There’s one good thing that came off my time in the U.S. – I appreciate India's standard of living more now, than I did when I left for New York in August 2007.
Being a typical bambiya, it has always been my birthright to bargain for anything and everything I buy. However cheap something was I just had to haggle…A roadside store owner in Bangalore once asked me, “Madam, aap Indian toh nahi dikhte hain, par agar aap Hindustani ho, toh aap zaroor Bombay se hain.” When I asked him how he was so sure about me being from Bombay, he answered, “Sirf Bombay ke log yahan aake bhaav karte hain.” And, I have pretty much, always, lived up to that reputation.
However, after spending (pun intended!) two years in New York barely managing to cover my rent, yet never having been able to bargain there, I found India liberating…to say the least.
In the three weeks that I spent in Bombay, I surprised myself and didn’t bargain for anything even once. My experience in New York had redefined the word ‘cheap’ for me – $15 hand gloves at Old Navy was what would be considered ‘cheap’ in New York. So, anything that cost less than that in India thrilled me to bits!
Shoes: Rs. 700 (“It’s lesser than $15!”)
Sandals: Rs. 400 (“Not even $10…”)
Clothes and accessories: Rs. 100-450 (“Wow!
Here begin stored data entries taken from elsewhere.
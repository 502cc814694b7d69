//! Feature documents and the run summary

pub mod csv_writer;
pub mod kml_writer;
pub mod summary;
#[cfg(test)]
mod tests;

pub use csv_writer::{save_points_csv, write_points_csv};
pub use kml_writer::{save_polygons_kml, write_polygons_kml};
pub use summary::RunSummary;
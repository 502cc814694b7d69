//! Configuration assembled from the command line
//!
//! Defaults, then the `--config` file, then individual flags.

use std::path::PathBuf;
use std::str::FromStr;
use clap::ArgMatches;
use log::debug;

use crate::canvas::ResampleFilter;
use crate::features::{BlurMethod, ChannelOrder, ContourMode};
use crate::pipeline::RunRequest;
use crate::plan::config::PipelineConfig;
use crate::plan::errors::{PlanError, PlanResult};
use crate::utils::parse_utils::parse_triple;

fn parse_flag<T: FromStr>(args: &ArgMatches, id: &str) -> PlanResult<Option<T>> {
    match args.get_one::<String>(id) {
        Some(raw) => raw.trim().parse::<T>()
            .map(Some)
            .map_err(|_| PlanError::InvalidConfig(format!("Invalid value for --{}: {}", id, raw))),
        None => Ok(None),
    }
}

fn flag_str<'a>(args: &'a ArgMatches, id: &str) -> Option<&'a str> {
    args.get_one::<String>(id).map(String::as_str)
}

/// Build the run configuration from parsed arguments
///
/// # Arguments
/// * `args` - CLI argument matches from clap
///
/// # Returns
/// The validated configuration
pub fn config_from_args(args: &ArgMatches) -> PlanResult<PipelineConfig> {
    let mut config = match flag_str(args, "config") {
        Some(path) => PipelineConfig::from_file(path)?,
        None => PipelineConfig::default(),
    };

    if let Some(folder) = flag_str(args, "output-folder") {
        config.output_folder = PathBuf::from(folder);
    }
    if let Some(zoom) = parse_flag(args, "zoom-limit")? {
        config.zoom_limit = zoom;
    }
    if let Some(size) = parse_flag(args, "tile-size")? {
        config.tile_size = size;
    }
    if let Some(color) = flag_str(args, "background-color") {
        config.background_color = parse_triple(color)?;
    }
    if let Some(filter) = flag_str(args, "resample-filter") {
        config.resample_filter = ResampleFilter::from_name(filter)?;
    }
    if let Some(kernel) = parse_flag(args, "kernel-size")? {
        config.kernel_size = kernel;
    }
    if let Some(method) = flag_str(args, "blur-method") {
        config.blur_method = BlurMethod::from_name(method)?;
    }
    if args.get_flag("no-double-smooth") {
        config.double_smooth_mask = false;
    }
    if let Some(order) = flag_str(args, "hue-channel-order") {
        config.hue_channel_order = ChannelOrder::from_name(order)?;
    }
    if let Some(lower) = flag_str(args, "hsv-lower") {
        config.hsv_lower = parse_triple(lower)?;
    }
    if let Some(upper) = flag_str(args, "hsv-upper") {
        config.hsv_upper = parse_triple(upper)?;
    }
    if let Some(factor) = parse_flag(args, "smooth-zoom-factor")? {
        config.smooth_zoom_factor = factor;
    }
    if let Some(mode) = flag_str(args, "contour-mode") {
        config.contour_mode = ContourMode::from_name(mode)?;
    }
    if let Some(epsilon) = parse_flag(args, "simplify-epsilon")? {
        config.simplify_epsilon = epsilon;
    }
    if args.get_flag("save-mask") {
        config.save_mask_debug = true;
    }

    config.validate()?;
    debug!("Effective configuration: {:?}", config);
    Ok(config)
}

/// Artifacts requested by the mode flags; tiles when none is given
pub fn request_from_args(args: &ArgMatches) -> PlanResult<RunRequest> {
    let input = flag_str(args, "input")
        .ok_or_else(|| PlanError::MissingInput("no input file given".to_string()))?;

    let all = args.get_flag("all");
    let mut request = RunRequest {
        input: Some(PathBuf::from(input)),
        marked: flag_str(args, "marked").map(PathBuf::from),
        tiles: all || args.get_flag("tiles"),
        points: all || args.get_flag("points"),
        polygons: all || args.get_flag("polygons"),
    };

    if !request.tiles && !request.wants_features() {
        request.tiles = true;
    }
    Ok(request)
}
I can get so much in $10!”)
My mother wasn’t too pleased with me comparing the prices in India to those in the U.S. “You are not earning in dollars to be converting Indian rupees into USD…so stop converting!” she said.
I guess she is right, but I figured that I’d rather be ripped off by a small store owner selling his wares on the pavements of Bandra and Colaba, than burn a hole in my pocket at stores like Gap, Old Navy, Forever 21, Charlotte Russe and Express – which more likely than not will have clothes, shoes and accessories ‘Made in India’.
Thoughts as of: April 10th, 2009.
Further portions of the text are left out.